Beobachter werfen Engelmann in seiner Funktion als amtierender Bürgermeister der Stadt eine rechtsradikale Politik vor und fürchten die Ausweitung dieser Politik auf das Département. Wie nun bekannt wurde, hat Engelmann jüngst einen orientalischen Tanzkurs in Hayange verhindert. Nach Aussage der ehemaligen Front-National-Beigeordneten Patrice Hainy und Marie Da Silva habe Engelmann das damit begründet, dass "so etwas nicht zu einer FN-geführten Stadt" passe. Nach Angaben der beiden mittlerweile ausgeschiedenen FN-Beigeordneten habe Engelmann zudem vorgeschlagen, den multikulturellen Wochenmarkt aus der Innenstadt zu verbannen, da "die Nordafrikaner da weg" müssten.

Marc Olenine, Sprecher des FN-kritischen Vereins "Hayange , plus belle ma ville" berichtete der SZ zudem von der "Aufrüstung der Stadtpolizei" und "massiv verstärkten Polizeikontrollen" vor dem Asylbewerberheim. Weiterhin erinnerte Olenine daran, dass Engelmann enge Verbindungen zum islamfeindlichen Kleinverlag "Riposte Laïque" pflegt. Die Macher der Verlags-Webseite, die auch ein Nachrichtenportal ist, sind mehrfach wegen des Aufrufs zum Rassenhass verurteilt. Engelmann hinderte das nicht daran, von "Riposte Laïque" seine Autobiographie verlegen zu lassen.
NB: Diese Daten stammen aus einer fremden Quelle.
//! Etsy Open API v3 wire types.
//!
//! Etsy returns snake_case JSON, money as `{amount, divisor, currency_code}`
//! (amount 1250 with divisor 100 is 12.50), and paginates by numeric
//! offset/limit with a `count` of all matching records.

use serde::Deserialize;

/// Envelope for every paginated Etsy list endpoint.
#[derive(Debug, Deserialize)]
pub struct EtsyPage<T> {
    /// Total records matching the query, independent of paging.
    pub count: i64,
    pub results: Vec<T>,
}

#[derive(Debug, Deserialize)]
pub struct EtsyMoney {
    pub amount: i64,
    pub divisor: i64,
    #[serde(default)]
    pub currency_code: Option<String>,
}

#[derive(Debug, Deserialize)]
pub struct EtsyListing {
    pub listing_id: i64,
    pub title: String,
    #[serde(default)]
    pub description: Option<String>,
    /// `active`, `draft`, `inactive`, `sold_out`, or `expired`.
    pub state: String,
    #[serde(default)]
    pub quantity: i32,
    pub price: EtsyMoney,
    #[serde(default)]
    pub tags: Vec<String>,
    #[serde(default)]
    pub taxonomy_path: Vec<String>,
    #[serde(default)]
    pub skus: Vec<String>,
    #[serde(default)]
    pub item_weight: Option<f64>,
    /// `oz`, `lb`, `g`, or `kg`.
    #[serde(default)]
    pub item_weight_unit: Option<String>,
    #[serde(default)]
    pub shop_section_id: Option<i64>,
    #[serde(default)]
    pub images: Vec<EtsyListingImage>,
    /// Option dimensions; Etsy has no true variant objects, so variants are
    /// synthesized from these downstream.
    #[serde(default)]
    pub property_values: Vec<EtsyPropertyValue>,
}

#[derive(Debug, Deserialize)]
pub struct EtsyListingImage {
    #[serde(default)]
    pub listing_image_id: Option<i64>,
    pub url_fullxfull: String,
}

#[derive(Debug, Deserialize)]
pub struct EtsyPropertyValue {
    #[serde(default)]
    pub property_name: Option<String>,
    #[serde(default)]
    pub values: Vec<String>,
}

#[derive(Debug, Deserialize)]
pub struct EtsyShopSection {
    pub shop_section_id: i64,
    pub title: String,
    #[serde(default)]
    pub active_listing_count: i64,
}

/// Identifier-only listing shape used when resolving section membership.
#[derive(Debug, Deserialize)]
pub struct EtsyListingRef {
    pub listing_id: i64,
}

/// OAuth token endpoint response. Etsy access tokens are short-lived and
/// ship with a refresh token.
#[derive(Debug, Deserialize)]
pub struct EtsyTokenResponse {
    pub access_token: String,
    pub refresh_token: String,
    /// Lifetime in seconds (typically 3600).
    pub expires_in: i64,
}
//! OAuth connect/callback routes for both source platforms.
//!
//! The round-trip state (plus the PKCE verifier for Etsy and the store id
//! for both) rides in a short-lived HttpOnly cookie; the callback validates
//! it, exchanges the code, encrypts the tokens, and creates the migration
//! row in `connected` status.

use axum::{
    extract::{Query, State},
    http::{header, HeaderMap, StatusCode},
    response::{IntoResponse, Response},
    Extension,
};
use serde::Deserialize;

use storeforge_core::{MigrationConfig, Platform, TokenCipher};
use storeforge_db::NewMigration;
use storeforge_etsy::{EtsyOAuthClient, PkcePair};
use storeforge_shopify::{oauth::random_state, ShopifyOAuthClient};

use crate::middleware::RequestId;

use super::{ApiError, AppState};

const SHOPIFY_STATE_COOKIE: &str = "sf_shopify_state";
const ETSY_STATE_COOKIE: &str = "sf_etsy_state";
const STATE_COOKIE_MAX_AGE_SECS: u32 = 600;

// ---------------------------------------------------------------------------
// Shopify
// ---------------------------------------------------------------------------

#[derive(Debug, Deserialize)]
pub(super) struct ShopifyConnectQuery {
    pub store_id: i64,
    /// Shop domain, e.g. `acme.myshopify.com`.
    pub shop: String,
}

pub(super) async fn shopify_connect(
    State(state): State<AppState>,
    Extension(req_id): Extension<RequestId>,
    Query(query): Query<ShopifyConnectQuery>,
) -> Result<Response, ApiError> {
    let (client_id, client_secret) = state
        .config
        .shopify_credentials()
        .map_err(|e| ApiError::new(req_id.0.clone(), "internal_error", e.to_string()))?;
    let oauth = ShopifyOAuthClient::new(client_id, client_secret, state.config.http_timeout_secs)
        .map_err(|e| ApiError::new(req_id.0.clone(), "internal_error", e.to_string()))?;

    let oauth_state = random_state();
    let redirect_uri = format!("{}/api/migration/shopify/callback", state.config.app_url);
    let authorize = oauth.authorize_url(&query.shop, &redirect_uri, &oauth_state);

    // state : store_id, read back at callback time.
    let cookie = state_cookie(
        SHOPIFY_STATE_COOKIE,
        &format!("{oauth_state}:{}", query.store_id),
    );

    Ok(redirect_with_cookie(&authorize, &cookie))
}

#[derive(Debug, Deserialize)]
pub(super) struct ShopifyCallbackQuery {
    pub code: String,
    pub shop: String,
    pub state: String,
}

pub(super) async fn shopify_callback(
    State(state): State<AppState>,
    Extension(req_id): Extension<RequestId>,
    headers: HeaderMap,
    Query(query): Query<ShopifyCallbackQuery>,
    axum::extract::RawQuery(raw_query): axum::extract::RawQuery,
) -> Result<Response, ApiError> {
    let (expected_state, store_id) = read_state_cookie(&headers, SHOPIFY_STATE_COOKIE)
        .ok_or_else(|| {
            ApiError::new(req_id.0.clone(), "oauth_state_mismatch", "state cookie missing")
        })?;
    if query.state != expected_state {
        return Err(ApiError::new(
            req_id.0.clone(),
            "oauth_state_mismatch",
            "state parameter does not match cookie",
        ));
    }

    let (client_id, client_secret) = state
        .config
        .shopify_credentials()
        .map_err(|e| ApiError::new(req_id.0.clone(), "internal_error", e.to_string()))?;
    let oauth = ShopifyOAuthClient::new(client_id, client_secret, state.config.http_timeout_secs)
        .map_err(|e| ApiError::new(req_id.0.clone(), "internal_error", e.to_string()))?;

    // The HMAC covers every decoded query parameter except `hmac` itself.
    let params: Vec<(String, String)> = raw_query
        .as_deref()
        .map(url_decoded_pairs)
        .unwrap_or_default();
    oauth.validate_callback_hmac(&params).map_err(|_| {
        ApiError::new(
            req_id.0.clone(),
            "invalid_signature",
            "callback HMAC validation failed",
        )
    })?;

    let tokens = oauth
        .exchange_code(&query.shop, &query.code)
        .await
        .map_err(|e| ApiError::new(req_id.0.clone(), "internal_error", e.to_string()))?;

    let cipher = TokenCipher::from_base64_key(&state.config.token_key)
        .map_err(|e| ApiError::new(req_id.0.clone(), "internal_error", e.to_string()))?;
    let access_ciphertext = cipher
        .encrypt(&tokens.access_token)
        .map_err(|e| ApiError::new(req_id.0.clone(), "internal_error", e.to_string()))?;

    let row = storeforge_db::create_migration(
        &state.pool,
        &NewMigration {
            store_id,
            platform: Platform::Shopify,
            source_shop_id: query.shop.clone(),
            source_shop_name: Some(query.shop.clone()),
            access_token_ciphertext: access_ciphertext,
            refresh_token_ciphertext: None,
            // Offline Shopify tokens do not expire.
            token_expires_at: None,
            config: MigrationConfig::default(),
        },
    )
    .await
    .map_err(|e| super::map_db_error(req_id.0.clone(), &e))?;

    tracing::info!(
        migration_id = row.id,
        store_id,
        shop = %query.shop,
        "shopify migration connected"
    );

    let target = format!(
        "{}/dashboard/migration?connected=shopify&migration_id={}",
        state.config.app_url, row.id
    );
    Ok(redirect_with_cookie(
        &target,
        &expired_cookie(SHOPIFY_STATE_COOKIE),
    ))
}

// ---------------------------------------------------------------------------
// Etsy
// ---------------------------------------------------------------------------

#[derive(Debug, Deserialize)]
pub(super) struct EtsyConnectQuery {
    pub store_id: i64,
}

pub(super) async fn etsy_connect(
    State(state): State<AppState>,
    Extension(req_id): Extension<RequestId>,
    Query(query): Query<EtsyConnectQuery>,
) -> Result<Response, ApiError> {
    let client_id = state
        .config
        .etsy_client_id()
        .map_err(|e| ApiError::new(req_id.0.clone(), "internal_error", e.to_string()))?;
    let oauth = EtsyOAuthClient::new(client_id, state.config.http_timeout_secs)
        .map_err(|e| ApiError::new(req_id.0.clone(), "internal_error", e.to_string()))?;

    let oauth_state = random_state();
    let pkce = PkcePair::generate();
    let redirect_uri = format!("{}/api/migration/etsy/callback", state.config.app_url);
    let authorize = oauth.authorize_url(&redirect_uri, &oauth_state, &pkce);

    // state : verifier : store_id — the verifier must survive to the
    // callback to complete PKCE.
    let cookie = state_cookie(
        ETSY_STATE_COOKIE,
        &format!("{oauth_state}:{}:{}", pkce.verifier, query.store_id),
    );

    Ok(redirect_with_cookie(&authorize, &cookie))
}

#[derive(Debug, Deserialize)]
pub(super) struct EtsyCallbackQuery {
    pub code: String,
    pub state: String,
}

pub(super) async fn etsy_callback(
    State(state): State<AppState>,
    Extension(req_id): Extension<RequestId>,
    headers: HeaderMap,
    Query(query): Query<EtsyCallbackQuery>,
) -> Result<Response, ApiError> {
    let raw = read_cookie(&headers, ETSY_STATE_COOKIE).ok_or_else(|| {
        ApiError::new(req_id.0.clone(), "oauth_state_mismatch", "state cookie missing")
    })?;
    let mut parts = raw.splitn(3, ':');
    let (expected_state, verifier, store_id) = match (parts.next(), parts.next(), parts.next()) {
        (Some(s), Some(v), Some(id)) => (s.to_string(), v.to_string(), id.to_string()),
        _ => {
            return Err(ApiError::new(
                req_id.0.clone(),
                "oauth_state_mismatch",
                "state cookie malformed",
            ))
        }
    };
    if query.state != expected_state {
        return Err(ApiError::new(
            req_id.0.clone(),
            "oauth_state_mismatch",
            "state parameter does not match cookie",
        ));
    }
    let store_id: i64 = store_id.parse().map_err(|_| {
        ApiError::new(req_id.0.clone(), "oauth_state_mismatch", "state cookie malformed")
    })?;

    let client_id = state
        .config
        .etsy_client_id()
        .map_err(|e| ApiError::new(req_id.0.clone(), "internal_error", e.to_string()))?;
    let oauth = EtsyOAuthClient::new(client_id, state.config.http_timeout_secs)
        .map_err(|e| ApiError::new(req_id.0.clone(), "internal_error", e.to_string()))?;

    let redirect_uri = format!("{}/api/migration/etsy/callback", state.config.app_url);
    let tokens = oauth
        .exchange_code(&redirect_uri, &query.code, &verifier)
        .await
        .map_err(|e| ApiError::new(req_id.0.clone(), "internal_error", e.to_string()))?;

    // Etsy access tokens are `{user_id}.{secret}`; the prefix identifies the
    // connected shop owner.
    let shop_user_id = tokens
        .access_token
        .split('.')
        .next()
        .unwrap_or_default()
        .to_string();

    let cipher = TokenCipher::from_base64_key(&state.config.token_key)
        .map_err(|e| ApiError::new(req_id.0.clone(), "internal_error", e.to_string()))?;
    let access_ciphertext = cipher
        .encrypt(&tokens.access_token)
        .map_err(|e| ApiError::new(req_id.0.clone(), "internal_error", e.to_string()))?;
    let refresh_ciphertext = cipher
        .encrypt(&tokens.refresh_token)
        .map_err(|e| ApiError::new(req_id.0.clone(), "internal_error", e.to_string()))?;

    let expires_at = chrono::Utc::now() + chrono::Duration::seconds(tokens.expires_in);
    let row = storeforge_db::create_migration(
        &state.pool,
        &NewMigration {
            store_id,
            platform: Platform::Etsy,
            source_shop_id: shop_user_id,
            source_shop_name: None,
            access_token_ciphertext: access_ciphertext,
            refresh_token_ciphertext: Some(refresh_ciphertext),
            token_expires_at: Some(expires_at),
            config: MigrationConfig::default(),
        },
    )
    .await
    .map_err(|e| super::map_db_error(req_id.0.clone(), &e))?;

    tracing::info!(migration_id = row.id, store_id, "etsy migration connected");

    let target = format!(
        "{}/dashboard/migration?connected=etsy&migration_id={}",
        state.config.app_url, row.id
    );
    Ok(redirect_with_cookie(
        &target,
        &expired_cookie(ETSY_STATE_COOKIE),
    ))
}

// ---------------------------------------------------------------------------
// Cookie helpers
// ---------------------------------------------------------------------------

fn state_cookie(name: &str, value: &str) -> String {
    format!(
        "{name}={value}; Max-Age={STATE_COOKIE_MAX_AGE_SECS}; Path=/; HttpOnly; SameSite=Lax"
    )
}

fn expired_cookie(name: &str) -> String {
    format!("{name}=; Max-Age=0; Path=/; HttpOnly; SameSite=Lax")
}

fn read_cookie(headers: &HeaderMap, name: &str) -> Option<String> {
    let header = headers.get(header::COOKIE)?.to_str().ok()?;
    header.split(';').find_map(|pair| {
        let (key, value) = pair.trim().split_once('=')?;
        (key == name).then(|| value.to_string())
    })
}

/// Reads a `state:store_id` cookie, returning both parts.
fn read_state_cookie(headers: &HeaderMap, name: &str) -> Option<(String, i64)> {
    let raw = read_cookie(headers, name)?;
    let (state, store_id) = raw.split_once(':')?;
    Some((state.to_string(), store_id.parse().ok()?))
}

/// Decodes a raw query string into decoded key/value pairs, preserving
/// order — the shape the HMAC validation expects.
fn url_decoded_pairs(raw: &str) -> Vec<(String, String)> {
    raw.split('&')
        .filter(|pair| !pair.is_empty())
        .map(|pair| {
            let (key, value) = pair.split_once('=').unwrap_or((pair, ""));
            (percent_decode(key), percent_decode(value))
        })
        .collect()
}

fn percent_decode(input: &str) -> String {
    let plus_decoded = input.replace('+', " ");
    percent_encoding::percent_decode_str(&plus_decoded)
        .decode_utf8()
        .map(|s| s.to_string())
        .unwrap_or_else(|_| plus_decoded.clone())
}

fn redirect_with_cookie(location: &str, cookie: &str) -> Response {
    (
        StatusCode::TEMPORARY_REDIRECT,
        [
            (header::LOCATION, location.to_string()),
            (header::SET_COOKIE, cookie.to_string()),
        ],
    )
        .into_response()
}
//! HTTP client for the Etsy Open API v3.
//!
//! Every call carries the OAuth bearer token plus an `x-api-key` header equal
//! to the OAuth client id — Etsy rejects requests missing either. Pagination
//! is numeric offset/limit; the `count` field in each page is the true total.
//! Like the Shopify client, this is a dumb transport: 429 becomes a typed
//! rate-limit error and the pipeline owns retry policy.

use std::time::Duration;

use reqwest::Client;
use serde::de::DeserializeOwned;

use crate::error::EtsyError;
use crate::types::{EtsyListing, EtsyListingRef, EtsyPage, EtsyShopSection};

const DEFAULT_BASE_URL: &str = "https://openapi.etsy.com/v3/application";

/// Listings requested per page.
pub const PAGE_LIMIT: i64 = 25;

/// Fallback delay when a 429 response omits `Retry-After`.
const DEFAULT_RETRY_AFTER_SECS: u64 = 2;

/// Client for one connected Etsy shop.
pub struct EtsyClient {
    client: Client,
    base_url: String,
    /// The OAuth client id, sent as `x-api-key` on every request.
    api_key: String,
    access_token: String,
}

impl EtsyClient {
    /// Creates a client pointed at the production Etsy API.
    ///
    /// # Errors
    ///
    /// Returns [`EtsyError::Http`] if the underlying `reqwest::Client`
    /// cannot be constructed.
    pub fn new(api_key: &str, access_token: &str, timeout_secs: u64) -> Result<Self, EtsyError> {
        Self::with_base_url(api_key, access_token, timeout_secs, DEFAULT_BASE_URL)
    }

    /// Creates a client with a custom base URL (for testing with wiremock).
    ///
    /// # Errors
    ///
    /// Returns [`EtsyError::Http`] if the underlying `reqwest::Client`
    /// cannot be constructed.
    pub fn with_base_url(
        api_key: &str,
        access_token: &str,
        timeout_secs: u64,
        base_url: &str,
    ) -> Result<Self, EtsyError> {
        let client = Client::builder()
            .timeout(Duration::from_secs(timeout_secs))
            .connect_timeout(Duration::from_secs(10))
            .user_agent("storeforge/0.1 (store-migration)")
            .build()?;

        Ok(Self {
            client,
            base_url: base_url.trim_end_matches('/').to_owned(),
            api_key: api_key.to_owned(),
            access_token: access_token.to_owned(),
        })
    }

    /// Fetches one page of active listings with their images.
    ///
    /// # Errors
    ///
    /// - [`EtsyError::RateLimited`] — HTTP 429 with the suggested delay.
    /// - [`EtsyError::UnexpectedStatus`] — any other non-2xx status.
    /// - [`EtsyError::Deserialize`] — response shape mismatch.
    /// - [`EtsyError::Http`] — network failure.
    pub async fn fetch_listings_page(
        &self,
        shop_id: &str,
        offset: i64,
    ) -> Result<EtsyPage<EtsyListing>, EtsyError> {
        let url = format!(
            "{}/shops/{shop_id}/listings?state=active&limit={PAGE_LIMIT}&offset={offset}&includes=Images",
            self.base_url
        );
        self.get_json(&url, "listings page").await
    }

    /// Fetches all shop sections (Etsy's collection equivalent).
    ///
    /// # Errors
    ///
    /// Same error surface as [`Self::fetch_listings_page`].
    pub async fn fetch_sections(
        &self,
        shop_id: &str,
    ) -> Result<EtsyPage<EtsyShopSection>, EtsyError> {
        let url = format!("{}/shops/{shop_id}/sections", self.base_url);
        self.get_json(&url, "shop sections").await
    }

    /// Fetches the listing ids belonging to one section. This is the
    /// per-section membership call — sections do not embed their listings.
    ///
    /// # Errors
    ///
    /// Same error surface as [`Self::fetch_listings_page`].
    pub async fn fetch_section_listing_ids(
        &self,
        shop_id: &str,
        section_id: i64,
    ) -> Result<Vec<i64>, EtsyError> {
        let url = format!(
            "{}/shops/{shop_id}/listings?shop_section_ids={section_id}&state=active&limit=100",
            self.base_url
        );
        let page: EtsyPage<EtsyListingRef> = self.get_json(&url, "section listings").await?;
        Ok(page.results.into_iter().map(|l| l.listing_id).collect())
    }

    async fn get_json<T: DeserializeOwned>(
        &self,
        url: &str,
        context: &str,
    ) -> Result<T, EtsyError> {
        let response = self
            .client
            .get(url)
            .bearer_auth(&self.access_token)
            .header("x-api-key", &self.api_key)
            .send()
            .await?;

        let status = response.status();

        if status == reqwest::StatusCode::TOO_MANY_REQUESTS {
            let retry_after_secs = response
                .headers()
                .get(reqwest::header::RETRY_AFTER)
                .and_then(|v| v.to_str().ok())
                .and_then(|s| s.parse::<u64>().ok())
                .unwrap_or(DEFAULT_RETRY_AFTER_SECS);

            tracing::warn!(retry_after_secs, "etsy returned 429");
            return Err(EtsyError::RateLimited { retry_after_secs });
        }

        if !status.is_success() {
            let body = response.text().await.unwrap_or_default();
            return Err(EtsyError::UnexpectedStatus {
                status: status.as_u16(),
                body,
            });
        }

        let body = response.text().await?;
        serde_json::from_str(&body).map_err(|e| EtsyError::Deserialize {
            context: context.to_string(),
            source: e,
        })
    }
}
/// How one pipeline invocation ended.
#[derive(Debug)]
pub enum Outcome {
    /// Every configured phase finished; the migration is `completed`.
    Completed,
    /// Budget or rate-limit pause; re-invoke later to resume from `cursor`.
    Paused {
        phase: MigrationPhase,
        cursor: Option<String>,
    },
    /// External cancellation was observed at a page boundary.
    Cancelled,
    /// An unexpected error was caught at the top level; the migration is
    /// `failed` (terminal).
    Failed { message: String },
}

#[derive(Debug, thiserror::Error)]
enum PipelineError {
    #[error(transparent)]
    Db(#[from] DbError),

    #[error(transparent)]
    Source(#[from] SourceError),
}

enum PhaseFlow {
    Completed,
    Paused(Option<String>),
    Cancelled,
}

enum PageItems {
    Products(Vec<MigrationProduct>),
    Collections(Vec<MigrationCollection>),
    Customers(Vec<MigrationCustomer>),
    Coupons(Vec<MigrationCoupon>),
    Orders(Vec<MigrationOrder>),
}

impl PageItems {
    fn len(&self) -> usize {
        match self {
            PageItems::Products(items) => items.len(),
            PageItems::Collections(items) => items.len(),
            PageItems::Customers(items) => items.len(),
            PageItems::Coupons(items) => items.len(),
            PageItems::Orders(items) => items.len(),
        }
    }
}

/// Runs one pipeline invocation for `migration_id`.
///
/// Claims the migration, resumes from the persisted phase/cursor, and drives
/// phases until completion, pause, cancellation, or failure. Unexpected
/// errors are caught here: the migration is marked `failed` and the error is
/// appended to its log.
///
/// # Errors
///
/// Returns [`DbError`] only when the progress store itself is unusable — the
/// run could not be claimed ([`DbError::NotClaimable`] when another invocation
/// holds it or the status is terminal), or the failure could not be recorded.
pub async fn run_migration<S, C, I>(
    pool: &PgPool,
    source: &S,
    catalog: &C,
    images: &I,
    migration_id: i64,
    options: &PipelineOptions,
) -> Result<Outcome, DbError>
where
    S: MigrationSource + Sync,
    C: StoreCatalog + Sync,
    I: ImageStore + Sync,
{
    let row = storeforge_db::claim_for_run(pool, migration_id).await?;
    tracing::info!(
        migration_id,
        platform = %row.platform,
        last_phase = row.last_phase.as_deref().unwrap_or("-"),
        "migration claimed for pipeline run"
    );

    let resume_phase: Option<MigrationPhase> =
        row.last_phase.as_deref().and_then(|p| p.parse().ok());
    let resume_cursor = row.last_cursor.clone();

    let attempt = async {
        let config = row.parsed_config()?;
        let run = PipelineRun {
            pool,
            source,
            catalog,
            images,
            options,
            migration_id,
            store_id: row.store_id,
            config,
            counters: row.counters(),
            version: row.version,
            started: Instant::now(),
        };
        run.run(resume_phase, resume_cursor).await
    };

    match attempt.await {
        Ok(outcome) => Ok(outcome),
        Err(error) => {
            tracing::error!(migration_id, error = %error, "migration pipeline failed");
            let entry =
                MigrationErrorEntry::new(MigrationErrorKind::Pipeline, error.to_string());
            if let Err(append_err) =
                storeforge_db::append_error(pool, migration_id, &entry).await
            {
                tracing::warn!(
                    migration_id,
                    error = %append_err,
                    "failed to record pipeline error"
                );
            }
            storeforge_db::set_status(pool, migration_id, MigrationStatus::Failed).await?;
            Ok(Outcome::Failed {
                message: error.to_string(),
            })
        }
    }
}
Engelmanns Kandidatur für den Département-Rat wird aber auch aus juristischen Gründen in Frage gestellt. Im Dezember 2014 wurde Engelmann wegen Unregelmäßigkeiten in seinen Wahlkampf-Finanzen erstinstanzlich verurteilt. Das Verwaltungsgericht in Straßburg sprach Engelmann die Wählbarkeit als Bürgermeister für ein Jahr ab und verwehrte ihm die Wahlkampfkostenerstattung. Der FN-Politiker hat mittlerweile gegen diese Entscheidung bei Frankreichs oberstem Verwaltungsgericht Berufung eingelegt, die allerdings erst nach dem Ausgang der Département-Rats-Wahlen am Sonntag bearbeitet werden soll. Sollte die Entscheidung aus Straßburg jedoch bestätigt werden, so müsste in Hayange neu gewählt werden, wie das Gericht mitteilte. Engelmann sagte der SZ, es handle sich um einen "politischen Prozess" auf der Basis von "Gerüchten". Er mache auch "keine Politik gegen Nordafrikaner", sondern eine "neue Politik, die den Leuten gefällt".